The stop condition is as follows:

$${{\displaystyle {\sum }_k\Vert {\widehat{u}}_k^{n+1}-{\widehat{u}}_k^n\Vert }}_2^2/{\Vert {\widehat{u}}_k^n\Vert }_2^2<e,$$

(7)

where $e$ represents convergence accuracy. The specific process of VMD is summarized as follows:

• Initialize $\left\{{\widehat{u}}_k^1\right\}$, $\left\{w_k^1\right\}$, ${\widehat{\lambda }}^1$ and n = 0.
• Update the value of $\left\{{\widehat{u}}_k^{n+1}\right\}$, $\left\{w_k^{n+1}\right\}$ and ${\widehat{\lambda }}^{n+1}$ according to Equations (4)–(6).
• Judge whether or not $u_k$ meets the convergence condition (7).

Repeat the steps of updating parameters until the stopped condition is satisfied.

The uniformly spaced distribution for initialization of center frequency is expressed as:

$$w_k^0=\frac{k-1}{2k}\begin{array}{cc},& \end{array}k=1,\cdots ,K,$$

(8)

and the zero initial can be expressed as:

$$w_k^0=0\begin{array}{cc},& \end{array}k=1,\cdots ,K.$$

(9)

In addition, $K$ is equal to the decomposition level by EMD. The zero initial is used in this paper.

2.2. Correlation Coefficient (CC)

The correlation coefficient (CC), as a parameter of statistical relationships, can measure the degree of dependence and correlation. In this paper, the formula of CC is shown as the following:

$$r=\frac{E(ui.f)-E(ui)E(f)}{\sqrt{D(ui)}\sqrt{D(f)}},$$

(10)

where $f$ and $u_i$ represent the original signal and IMF obtained by mode decomposition; $D$ and $E$ correspond to mathematical expectation and variance; and $r$ represents the CC between the IMF and original signal. High values (close to 1) indicate a strong degree of dependence and correlation.
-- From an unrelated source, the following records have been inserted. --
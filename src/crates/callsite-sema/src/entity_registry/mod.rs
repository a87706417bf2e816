//! Central registry for all reflected entities.
//!
//! EntityRegistry is the explicit descriptor arena: it stores type definitions,
//! methods, fields and properties, and hands out typed ids into its vectors.
//!
//! This module is split into submodules by functionality:
//! - `types` - Type and type-parameter registration and lookup
//! - `methods` - Method registration, lookup, and generic instantiation
//! - `fields` - Field and property registration, lookup, and substitution helpers
//! - `method_builder` - Fluent builder for method descriptors

mod fields;
mod method_builder;
mod methods;
mod types;

pub use fields::FieldKind;
pub use method_builder::MethodDefBuilder;

use rustc_hash::FxHashMap;

use crate::entity_defs::{FieldDef, MethodDef, PropertyDef, TypeDef};
use crate::generic::TypeParamInfo;
use crate::type_arena::{TypeId, TypeIdVec};
use callsite_identity::{MethodId, TypeDefId, TypeParamId};

/// Central registry for all reflected entities
#[derive(Debug, Clone, Default)]
pub struct EntityRegistry {
    // Storage - IDs are indices into these vectors
    pub(crate) type_defs: Vec<TypeDef>,
    pub(crate) method_defs: Vec<MethodDef>,
    pub(crate) field_defs: Vec<FieldDef>,
    pub(crate) property_defs: Vec<PropertyDef>,

    pub(crate) type_by_name: FxHashMap<String, TypeDefId>,
    pub(crate) type_params: FxHashMap<TypeParamId, TypeParamInfo>,
    pub(crate) next_type_param: u32,
    /// Definition carrying the members of the built-in `object` type
    pub(crate) object_def: Option<TypeDefId>,

    /// (member of an open generic type, closed declaring type) -> re-issued member
    pub(crate) member_instances: FxHashMap<(MethodId, TypeId), MethodId>,
    /// (generic method definition, bound type arguments) -> closed method
    pub(crate) method_instances: FxHashMap<(MethodId, TypeIdVec), MethodId>,
}

impl EntityRegistry {
    pub fn new() -> Self {
        Self::default()
    }

    pub fn type_count(&self) -> usize {
        self.type_defs.len()
    }

    pub fn method_count(&self) -> usize {
        self.method_defs.len()
    }
}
Instead, the closer that this value is to −1, the more inverse the relationship value is. The relationship between CC and correlation is shown in

Table 1. The relationship between correlation coefficient (CC) and correlation.

	No Correlation	Weak Correlation	Moderate Correlation	Strong Correlation
CC	0~0.1	0.1~0.3	0.3~0.5	0.5~1

. If CCs between the original signal and IMFs by VMD are within the range of moderate correlation or strong correlation, IMFs contain useful components. Therefore, the CC threshold is within the range of weak correlation.
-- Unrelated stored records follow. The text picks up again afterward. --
// src/scenarios.rs
//! Named write-back scenarios over the fixture universe.
//!
//! Each scenario builds one lambda, compiles it under a strategy, creates its
//! input once, and invokes the callable repeatedly with that same input. The
//! observed results show whether mutations made by the invoked method reached
//! the original storage.

use std::fmt;
use std::str::FromStr;
use std::sync::Arc;

use crate::errors::ScenarioError;
use crate::fixtures::{self, FixtureIds, Fixtures};
use callsite_codegen::{ExecutionStrategy, compile};
use callsite_expr::{ExprFactory, Lambda, display};
use callsite_runtime::{Runtime, RuntimeError, Value};
use callsite_sema::{CallError, TypeId};

#[derive(Debug, Clone, Copy, PartialEq, Eq)]
pub enum Scenario {
    /// `((Mutable)box).Foo()`
    Unbox,
    /// `array[0].Foo()` through the array-index form
    ArrayIndex,
    ArrayIndexRank2,
    /// `array[0].Foo()` through the array-access form
    ArrayAccess,
    ArrayAccessRank2,
    /// `list[0].Foo()` on `List<Mutable>`: indexer results are copies
    ListIndexer,
    /// `wrapper.Field.Foo()`
    Field,
    /// `wrapper.Property.Foo()`: property results are copies
    Property,
    /// `wrapper.ReadOnlyField.Foo()`: the field itself is never written
    ReadOnlyField,
    /// `Wrapper<Mutable>.Zero.GetType()`
    ConstField,
    /// `Statics.Shared.Foo()`
    StaticField,
    /// `{ ByRef(m.X); m.X }`
    ByRefProperty,
    /// `{ ByRef(m[0]); m[0] }`
    ByRefIndexer,
    /// `{ ByRef(w.Field); w.Field }` on a shared `Wrapper<int>`
    ByRefField,
    /// `{ ByRef(a[0]); a[0] }` on a shared `int[]`
    ByRefElement,
    /// `{ ByRef(x); x }` where `x` is the lambda parameter
    ByRefParameter,
    /// `{ Next(x); x }` with an `out` parameter
    OutArgument,
}

impl Scenario {
    pub const ALL: [Scenario; 17] = [
        Scenario::Unbox,
        Scenario::ArrayIndex,
        Scenario::ArrayIndexRank2,
        Scenario::ArrayAccess,
        Scenario::ArrayAccessRank2,
        Scenario::ListIndexer,
        Scenario::Field,
        Scenario::Property,
        Scenario::ReadOnlyField,
        Scenario::ConstField,
        Scenario::StaticField,
        Scenario::ByRefProperty,
        Scenario::ByRefIndexer,
        Scenario::ByRefField,
        Scenario::ByRefElement,
        Scenario::ByRefParameter,
        Scenario::OutArgument,
    ];

    pub fn name(self) -> &'static str {
        match self {
            Scenario::Unbox => "unbox",
            Scenario::ArrayIndex => "array-index",
            Scenario::ArrayIndexRank2 => "array-index-rank2",
            Scenario::ArrayAccess => "array-access",
            Scenario::ArrayAccessRank2 => "array-access-rank2",
            Scenario::ListIndexer => "list-indexer",
            Scenario::Field => "field",
            Scenario::Property => "property",
            Scenario::ReadOnlyField => "readonly-field",
            Scenario::ConstField => "const-field",
            Scenario::StaticField => "static-field",
            Scenario::ByRefProperty => "byref-property",
            Scenario::ByRefIndexer => "byref-indexer",
            Scenario::ByRefField => "byref-field",
            Scenario::ByRefElement => "byref-element",
            Scenario::ByRefParameter => "byref-parameter",
            Scenario::OutArgument => "out-argument",
        }
    }

    /// Results of the default number of invocations.
    pub fn expected(self) -> Vec<Value> {
        let ints = |xs: &[i32]| -> Vec<Value> { xs.iter().copied().map(Value::I32).collect() };
        match self {
            Scenario::Unbox => ints(&[0, 1, 2, 3]),
            Scenario::ArrayIndex
            | Scenario::ArrayIndexRank2
            | Scenario::ArrayAccess
            | Scenario::ArrayAccessRank2
            | Scenario::Field
            | Scenario::StaticField => ints(&[0, 1, 2]),
            Scenario::ListIndexer | Scenario::Property => ints(&[0, 0]),
            Scenario::ReadOnlyField => ints(&[0, 0, 0]),
            Scenario::ConstField => vec![Value::Type(TypeId::I32)],
            Scenario::ByRefProperty | Scenario::ByRefIndexer => ints(&[41, 41]),
            Scenario::ByRefField | Scenario::ByRefElement => ints(&[42, 43]),
            Scenario::ByRefParameter => ints(&[42, 42]),
            Scenario::OutArgument => ints(&[1, 1]),
        }
    }

    pub fn default_invocations(self) -> usize {
        self.expected().len()
    }

    /// Build the scenario's lambda against the fixture database.
    pub fn build(self, fx: &mut Fixtures) -> Result<Lambda, CallError> {
        let ids = fx.ids;
        let mut f = ExprFactory::new(&mut fx.db);
        let lambda = match self {
            Scenario::Unbox => {
                let p = f.parameter(TypeId::OBJECT, Some("o"));
                let unboxed = f.unbox(p.clone(), ids.mutable_ty)?;
                let call = f.call_instance(unboxed, ids.foo, Vec::new())?;
                f.lambda(call, vec![p])
            }
            Scenario::ArrayIndex
            | Scenario::ArrayIndexRank2
            | Scenario::ArrayAccess
            | Scenario::ArrayAccessRank2 => {
                let rank2 = matches!(self, Scenario::ArrayIndexRank2 | Scenario::ArrayAccessRank2);
                let array_ty = if rank2 {
                    ids.mutable_array_2d
                } else {
                    ids.mutable_array
                };
                let p = f.parameter(array_ty, Some("array"));
                let indices: Vec<_> = (0..if rank2 { 2 } else { 1 }).map(|_| f.i32(0)).collect();
                let element = if matches!(self, Scenario::ArrayIndex | Scenario::ArrayIndexRank2) {
                    f.array_index(p.clone(), indices)?
                } else {
                    f.array_access(p.clone(), indices)?
                };
                let call = f.call_instance(element, ids.foo, Vec::new())?;
                f.lambda(call, vec![p])
            }
            Scenario::ListIndexer => {
                let p = f.parameter(ids.list_of_mutable, Some("list"));
                let zero = f.i32(0);
                let item = f.indexer(p.clone(), vec![zero])?;
                let call = f.call_instance(item, ids.foo, Vec::new())?;
                f.lambda(call, vec![p])
            }
            Scenario::Field | Scenario::ReadOnlyField => {
                let field = if self == Scenario::Field {
                    ids.wrapper_field
                } else {
                    ids.wrapper_readonly
                };
                let p = f.parameter(ids.wrapper_of_mutable, Some("wrapper"));
                let member = f.field(Some(p.clone()), field)?;
                let call = f.call_instance(member, ids.foo, Vec::new())?;
                f.lambda(call, vec![p])
            }
            Scenario::Property => {
                let p = f.parameter(ids.wrapper_of_mutable, Some("wrapper"));
                let member = f.property(Some(p.clone()), ids.wrapper_property, Vec::new())?;
                let call = f.call_instance(member, ids.foo, Vec::new())?;
                f.lambda(call, vec![p])
            }
            Scenario::ConstField => {
                let zero = f.static_field(ids.wrapper_of_mutable, ids.wrapper_zero)?;
                let call = f.call_instance(zero, ids.get_type, Vec::new())?;
                f.lambda(call, Vec::new())
            }
            Scenario::StaticField => {
                let shared = f.static_field(ids.statics_ty, ids.shared)?;
                let call = f.call_instance(shared, ids.foo, Vec::new())?;
                f.lambda(call, Vec::new())
            }
            Scenario::ByRefProperty | Scenario::ByRefIndexer => {
                let p = f.parameter(ids.mutable_ty, Some("m"));
                let x = if self == Scenario::ByRefProperty {
                    f.property(Some(p.clone()), ids.mutable_x_prop, Vec::new())?
                } else {
                    let zero = f.i32(0);
                    f.property(Some(p.clone()), ids.mutable_item, vec![zero])?
                };
                let call = f.call_static(ids.by_ref, [x.clone()])?;
                let body = f.block(vec![call, x]);
                f.lambda(body, vec![p])
            }
            Scenario::ByRefField => {
                let p = f.parameter(ids.wrapper_of_int, Some("w"));
                let x = f.field(Some(p.clone()), ids.wrapper_field)?;
                let call = f.call_static(ids.by_ref, [x.clone()])?;
                let body = f.block(vec![call, x]);
                f.lambda(body, vec![p])
            }
            Scenario::ByRefElement => {
                let p = f.parameter(ids.int_array, Some("a"));
                let zero = f.i32(0);
                let x = f.array_index(p.clone(), vec![zero])?;
                let call = f.call_static(ids.by_ref, [x.clone()])?;
                let body = f.block(vec![call, x]);
                f.lambda(body, vec![p])
            }
            Scenario::ByRefParameter | Scenario::OutArgument => {
                let method = if self == Scenario::ByRefParameter {
                    ids.by_ref
                } else {
                    ids.next
                };
                let x = f.parameter(TypeId::I32, Some("x"));
                let call = f.call_static(method, [x.clone()])?;
                let body = f.block(vec![call, x.clone()]);
                f.lambda(body, vec![x])
            }
        };
        Ok(lambda)
    }

    /// The runtime input shared by every invocation.
    pub fn input(self, rt: &Runtime, ids: &FixtureIds) -> Result<Vec<Value>, RuntimeError> {
        Ok(match self {
            Scenario::Unbox => vec![rt.box_value(rt.default_value(ids.mutable_ty))],
            Scenario::ArrayIndex | Scenario::ArrayAccess => {
                vec![rt.new_array(ids.mutable_array, &[1])?]
            }
            Scenario::ArrayIndexRank2 | Scenario::ArrayAccessRank2 => {
                vec![rt.new_array(ids.mutable_array_2d, &[1, 1])?]
            }
            Scenario::ListIndexer => vec![fixtures::list_of_mutable(rt, ids, 1)?],
            Scenario::Field | Scenario::ReadOnlyField | Scenario::Property => {
                vec![rt.new_instance(ids.wrapper_of_mutable)]
            }
            Scenario::ConstField | Scenario::StaticField => Vec::new(),
            Scenario::ByRefProperty | Scenario::ByRefIndexer => {
                vec![fixtures::mutable_with(rt, ids, 41)?]
            }
            Scenario::ByRefField => {
                let wrapper = rt.new_instance(ids.wrapper_of_int);
                let Value::Object(object) = &wrapper else {
                    return Err(RuntimeError::invalid_cast("object", wrapper.kind_name()));
                };
                if !object.set_field(0, Value::I32(41)) {
                    return Err(RuntimeError::IndexOutOfRange);
                }
                vec![wrapper]
            }
            Scenario::ByRefElement => {
                let array = rt.new_array(ids.int_array, &[1])?;
                let Value::Array(elems) = &array else {
                    return Err(RuntimeError::invalid_cast("array", array.kind_name()));
                };
                if !elems.set(0, Value::I32(41)) {
                    return Err(RuntimeError::IndexOutOfRange);
                }
                vec![array]
            }
            Scenario::ByRefParameter | Scenario::OutArgument => vec![Value::I32(41)],
        })
    }

    pub fn run(
        self,
        strategy: ExecutionStrategy,
        invocations: usize,
    ) -> Result<Outcome, ScenarioError> {
        let mut fx = Fixtures::new();
        let lambda = self.build(&mut fx)?;
        let rendered = display(&fx.db, &lambda.body);
        let ids = fx.ids;
        let rt = fx.into_runtime();
        let callable = compile(&lambda, &rt, strategy)?;
        let input = self.input(&rt, &ids)?;

        let results = (0..invocations)
            .map(|_| callable.invoke(&input))
            .collect::<Result<Vec<_>, _>>()?;
        tracing::debug!(scenario = self.name(), %strategy, ?results, "scenario ran");

        Ok(Outcome {
            scenario: self,
            strategy,
            expression: rendered,
            results,
            runtime: rt,
        })
    }

    /// Run with the default invocation count and compare against `expected`.
    pub fn check(self, strategy: ExecutionStrategy) -> Result<Outcome, ScenarioError> {
        let outcome = self.run(strategy, self.default_invocations())?;
        let expected = self.expected();
        if outcome.results != expected {
            return Err(ScenarioError::Mismatch {
                scenario: self.name(),
                strategy,
                expected: render_values(&outcome.runtime, &expected),
                found: render_values(&outcome.runtime, &outcome.results),
            });
        }
        Ok(outcome)
    }
}

impl fmt::Display for Scenario {
    fn fmt(&self, f: &mut fmt::Formatter<'_>) -> fmt::Result {
        f.write_str(self.name())
    }
}

impl FromStr for Scenario {
    type Err = ScenarioError;

    fn from_str(s: &str) -> Result<Self, Self::Err> {
        Scenario::ALL
            .into_iter()
            .find(|scenario| scenario.name().eq_ignore_ascii_case(s))
            .ok_or_else(|| ScenarioError::UnknownScenario {
                name: s.to_string(),
            })
    }
}

/// Observed results of one scenario run.
pub struct Outcome {
    pub scenario: Scenario,
    pub strategy: ExecutionStrategy,
    /// Source-like rendering of the lambda body
    pub expression: String,
    pub results: Vec<Value>,
    runtime: Arc<Runtime>,
}

impl Outcome {
    pub fn rendered_results(&self) -> String {
        render_values(&self.runtime, &self.results)
    }
}

impl fmt::Debug for Outcome {
    fn fmt(&self, f: &mut fmt::Formatter<'_>) -> fmt::Result {
        f.debug_struct("Outcome")
            .field("scenario", &self.scenario)
            .field("strategy", &self.strategy)
            .field("expression", &self.expression)
            .field("results", &self.results)
            .finish()
    }
}

/// Render values the way the runner prints them; type objects show their name.
pub fn render_values(rt: &Runtime, values: &[Value]) -> String {
    let parts: Vec<String> = values
        .iter()
        .map(|value| match value {
            Value::Type(ty) => format!("typeof({})", rt.type_name(*ty)),
            other => format!("{other:?}"),
        })
        .collect();
    parts.join(", ")
}

#[cfg(test)]
mod tests {
    use super::*;

    #[test]
    fn names_parse_back() {
        for scenario in Scenario::ALL {
            assert_eq!(scenario.name().parse::<Scenario>().ok(), Some(scenario));
        }
        assert!(matches!(
            "nope".parse::<Scenario>(),
            Err(ScenarioError::UnknownScenario { .. })
        ));
    }

    #[test]
    fn every_scenario_builds() {
        for scenario in Scenario::ALL {
            let mut fx = Fixtures::new();
            assert!(scenario.build(&mut fx).is_ok(), "{scenario}");
        }
    }

    #[test]
    fn by_ref_inputs_are_seeded() {
        let fx = Fixtures::new();
        let ids = fx.ids;
        let rt = fx.into_runtime();

        let input = Scenario::ByRefField.input(&rt, &ids).unwrap();
        let Value::Object(object) = &input[0] else {
            panic!("expected a heap object");
        };
        assert_eq!(object.field(0), Some(Value::I32(41)));

        let input = Scenario::ByRefElement.input(&rt, &ids).unwrap();
        let Value::Array(elems) = &input[0] else {
            panic!("expected an array");
        };
        assert_eq!(elems.get(0), Some(Value::I32(41)));
    }

    #[test]
    fn const_field_renders_type_name() {
        let outcome = Scenario::ConstField
            .run(ExecutionStrategy::Compiled, 1)
            .unwrap();
        assert_eq!(outcome.rendered_results(), "typeof(i32)");
    }
}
A simulation example should make this easier to understand, with the simulation signals as follows:

$$\{\begin{array}{l}{f}_1(t)=\cos (10\pi t)\\ f_2(t)=\cos (100\pi t)\\ f_3(t)=\cos (200\pi t)\\ f(t)=f_1(t)+f_2(t)+f_3(t)\end{array},$$

(11)

where $f_1(t)$, $f_2(t)$ and $f_3(t)$ represent the three components of $f(t)$. Three decomposition algorithms are used to decompose $f(t)$. The original signals are presented in Figure 1. The decomposition result of VMD is shown in Figure 2.

As can be seen in Figure 1 and Figure 2, the decomposition result using VMD is similar to the component of the simulation signal. CCs between the simulation signal and corresponding IMFs are shown in

Table 2. The CCs between simulation signal and corresponding intrinsic mode functions (IMFs).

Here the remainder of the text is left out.